[Opening TASK DATA section]

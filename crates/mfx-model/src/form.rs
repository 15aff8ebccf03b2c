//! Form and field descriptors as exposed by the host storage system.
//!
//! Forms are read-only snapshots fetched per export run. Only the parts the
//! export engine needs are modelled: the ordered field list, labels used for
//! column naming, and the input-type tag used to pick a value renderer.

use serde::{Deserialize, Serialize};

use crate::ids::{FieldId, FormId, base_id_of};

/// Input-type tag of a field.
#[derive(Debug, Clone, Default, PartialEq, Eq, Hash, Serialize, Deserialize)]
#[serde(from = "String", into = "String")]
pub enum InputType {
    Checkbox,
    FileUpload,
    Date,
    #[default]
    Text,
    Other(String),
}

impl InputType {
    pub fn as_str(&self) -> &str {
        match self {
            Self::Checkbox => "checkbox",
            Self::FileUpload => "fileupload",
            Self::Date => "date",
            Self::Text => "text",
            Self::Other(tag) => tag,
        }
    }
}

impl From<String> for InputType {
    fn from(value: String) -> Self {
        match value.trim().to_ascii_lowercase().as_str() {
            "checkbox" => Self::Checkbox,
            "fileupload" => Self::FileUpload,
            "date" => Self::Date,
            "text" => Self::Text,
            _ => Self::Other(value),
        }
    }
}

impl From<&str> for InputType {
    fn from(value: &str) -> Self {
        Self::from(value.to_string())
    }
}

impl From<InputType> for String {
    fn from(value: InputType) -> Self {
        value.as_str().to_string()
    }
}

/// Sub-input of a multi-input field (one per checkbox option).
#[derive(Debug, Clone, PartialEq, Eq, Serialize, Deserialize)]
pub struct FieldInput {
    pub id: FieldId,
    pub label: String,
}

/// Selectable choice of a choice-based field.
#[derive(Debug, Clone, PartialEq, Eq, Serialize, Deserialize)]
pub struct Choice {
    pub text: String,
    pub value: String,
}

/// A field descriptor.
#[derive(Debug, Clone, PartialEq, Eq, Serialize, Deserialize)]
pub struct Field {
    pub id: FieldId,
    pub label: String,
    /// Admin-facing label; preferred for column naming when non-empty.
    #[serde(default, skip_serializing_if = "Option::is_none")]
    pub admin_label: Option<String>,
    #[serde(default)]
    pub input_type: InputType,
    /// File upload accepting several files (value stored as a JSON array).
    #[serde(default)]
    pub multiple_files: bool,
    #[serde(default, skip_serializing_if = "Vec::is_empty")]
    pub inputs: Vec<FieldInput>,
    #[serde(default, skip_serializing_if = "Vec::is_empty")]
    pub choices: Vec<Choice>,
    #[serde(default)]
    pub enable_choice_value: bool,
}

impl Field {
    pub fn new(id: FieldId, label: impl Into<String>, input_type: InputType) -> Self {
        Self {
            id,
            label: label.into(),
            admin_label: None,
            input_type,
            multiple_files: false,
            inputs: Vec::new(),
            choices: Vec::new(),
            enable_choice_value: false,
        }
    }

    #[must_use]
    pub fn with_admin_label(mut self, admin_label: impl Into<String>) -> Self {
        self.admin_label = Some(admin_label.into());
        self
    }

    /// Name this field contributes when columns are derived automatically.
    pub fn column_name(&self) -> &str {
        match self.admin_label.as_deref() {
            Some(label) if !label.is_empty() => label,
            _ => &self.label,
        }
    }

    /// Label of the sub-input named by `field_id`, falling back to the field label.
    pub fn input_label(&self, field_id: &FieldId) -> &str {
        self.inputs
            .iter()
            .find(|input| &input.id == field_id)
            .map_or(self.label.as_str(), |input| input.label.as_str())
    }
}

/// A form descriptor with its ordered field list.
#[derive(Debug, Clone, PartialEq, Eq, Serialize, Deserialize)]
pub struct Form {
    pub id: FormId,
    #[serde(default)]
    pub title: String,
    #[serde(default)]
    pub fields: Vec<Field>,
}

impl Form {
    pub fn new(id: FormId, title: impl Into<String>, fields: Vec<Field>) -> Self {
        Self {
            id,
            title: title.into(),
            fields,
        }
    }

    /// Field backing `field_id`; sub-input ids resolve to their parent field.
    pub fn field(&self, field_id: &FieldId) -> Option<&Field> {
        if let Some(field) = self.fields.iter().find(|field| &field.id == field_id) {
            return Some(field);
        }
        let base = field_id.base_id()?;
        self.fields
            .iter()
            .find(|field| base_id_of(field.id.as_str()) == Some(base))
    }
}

[Closing TASK DATA section]
[Opening TASK DATA section]

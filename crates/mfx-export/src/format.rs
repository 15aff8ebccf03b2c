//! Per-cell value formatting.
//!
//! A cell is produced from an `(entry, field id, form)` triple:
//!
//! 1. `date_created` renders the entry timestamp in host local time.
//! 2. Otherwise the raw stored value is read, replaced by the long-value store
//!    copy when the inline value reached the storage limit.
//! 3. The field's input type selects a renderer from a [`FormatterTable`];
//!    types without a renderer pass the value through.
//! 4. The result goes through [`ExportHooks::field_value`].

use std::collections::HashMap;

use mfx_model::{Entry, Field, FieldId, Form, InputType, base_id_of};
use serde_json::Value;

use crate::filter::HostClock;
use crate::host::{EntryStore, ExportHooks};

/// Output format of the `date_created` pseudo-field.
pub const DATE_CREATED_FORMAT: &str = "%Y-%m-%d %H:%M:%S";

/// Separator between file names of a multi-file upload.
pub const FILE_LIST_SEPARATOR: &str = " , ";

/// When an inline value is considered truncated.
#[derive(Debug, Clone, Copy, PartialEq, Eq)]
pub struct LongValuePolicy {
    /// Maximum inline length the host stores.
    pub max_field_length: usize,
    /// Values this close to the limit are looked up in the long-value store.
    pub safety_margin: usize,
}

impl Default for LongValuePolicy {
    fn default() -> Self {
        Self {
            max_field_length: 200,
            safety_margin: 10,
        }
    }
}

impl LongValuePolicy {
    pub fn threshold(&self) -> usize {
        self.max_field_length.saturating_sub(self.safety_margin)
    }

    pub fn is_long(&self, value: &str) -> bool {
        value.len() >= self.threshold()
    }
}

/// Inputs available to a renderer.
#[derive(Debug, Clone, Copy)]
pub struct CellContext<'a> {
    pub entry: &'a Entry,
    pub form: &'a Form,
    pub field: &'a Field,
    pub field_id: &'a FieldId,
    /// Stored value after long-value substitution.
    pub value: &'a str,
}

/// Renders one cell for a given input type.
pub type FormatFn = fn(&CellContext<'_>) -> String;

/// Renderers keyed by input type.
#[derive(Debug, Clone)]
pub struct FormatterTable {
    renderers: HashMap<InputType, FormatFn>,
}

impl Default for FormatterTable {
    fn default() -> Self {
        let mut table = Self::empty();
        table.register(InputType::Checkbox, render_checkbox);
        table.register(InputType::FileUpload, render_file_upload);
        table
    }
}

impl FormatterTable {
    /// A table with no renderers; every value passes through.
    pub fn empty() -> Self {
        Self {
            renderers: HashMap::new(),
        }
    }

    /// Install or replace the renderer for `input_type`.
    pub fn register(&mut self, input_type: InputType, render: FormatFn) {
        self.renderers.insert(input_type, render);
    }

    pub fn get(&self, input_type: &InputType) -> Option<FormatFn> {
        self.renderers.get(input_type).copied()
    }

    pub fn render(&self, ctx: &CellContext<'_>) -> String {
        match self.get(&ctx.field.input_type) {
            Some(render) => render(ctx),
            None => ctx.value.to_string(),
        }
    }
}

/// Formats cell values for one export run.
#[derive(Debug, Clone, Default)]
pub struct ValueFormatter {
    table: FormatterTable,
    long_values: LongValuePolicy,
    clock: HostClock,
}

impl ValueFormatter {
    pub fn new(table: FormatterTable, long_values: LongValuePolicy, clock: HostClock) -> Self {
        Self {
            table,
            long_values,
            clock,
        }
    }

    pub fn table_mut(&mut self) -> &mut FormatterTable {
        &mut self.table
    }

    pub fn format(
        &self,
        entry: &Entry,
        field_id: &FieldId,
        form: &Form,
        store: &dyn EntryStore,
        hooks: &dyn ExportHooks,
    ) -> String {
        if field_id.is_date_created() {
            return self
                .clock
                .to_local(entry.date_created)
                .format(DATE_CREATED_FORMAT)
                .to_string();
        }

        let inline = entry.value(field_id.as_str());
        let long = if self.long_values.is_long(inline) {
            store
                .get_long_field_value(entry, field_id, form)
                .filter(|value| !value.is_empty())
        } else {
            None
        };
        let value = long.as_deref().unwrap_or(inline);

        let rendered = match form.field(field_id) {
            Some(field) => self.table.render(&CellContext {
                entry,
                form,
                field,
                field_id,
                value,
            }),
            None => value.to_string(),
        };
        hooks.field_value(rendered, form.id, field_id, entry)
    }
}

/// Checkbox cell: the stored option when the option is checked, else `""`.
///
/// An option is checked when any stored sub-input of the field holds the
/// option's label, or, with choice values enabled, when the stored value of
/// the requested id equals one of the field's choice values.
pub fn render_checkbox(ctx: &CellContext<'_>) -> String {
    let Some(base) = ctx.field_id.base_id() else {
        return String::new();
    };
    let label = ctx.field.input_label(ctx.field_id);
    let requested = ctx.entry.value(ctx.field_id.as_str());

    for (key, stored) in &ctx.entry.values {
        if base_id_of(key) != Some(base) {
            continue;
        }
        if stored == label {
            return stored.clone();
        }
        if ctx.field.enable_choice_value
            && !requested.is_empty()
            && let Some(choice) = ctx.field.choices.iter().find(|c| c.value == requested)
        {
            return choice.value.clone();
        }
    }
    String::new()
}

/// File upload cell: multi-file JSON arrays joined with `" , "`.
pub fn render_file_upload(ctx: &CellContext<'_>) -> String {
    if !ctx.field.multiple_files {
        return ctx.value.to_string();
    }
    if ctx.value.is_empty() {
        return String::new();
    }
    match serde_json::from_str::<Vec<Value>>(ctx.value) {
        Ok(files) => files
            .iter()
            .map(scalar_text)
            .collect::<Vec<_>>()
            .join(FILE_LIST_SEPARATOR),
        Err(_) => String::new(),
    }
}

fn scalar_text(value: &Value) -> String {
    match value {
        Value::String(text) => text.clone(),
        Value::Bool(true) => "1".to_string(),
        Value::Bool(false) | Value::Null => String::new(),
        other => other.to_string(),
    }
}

[Closing TASK DATA section]

WHAT TO WORK ON: All lines in the preceding records that hold the word "crates" need to be copied.

FINISHED EXERCISE:
filename crates/mfx-model/src/form.rs
filename crates/mfx-export/src/format.rs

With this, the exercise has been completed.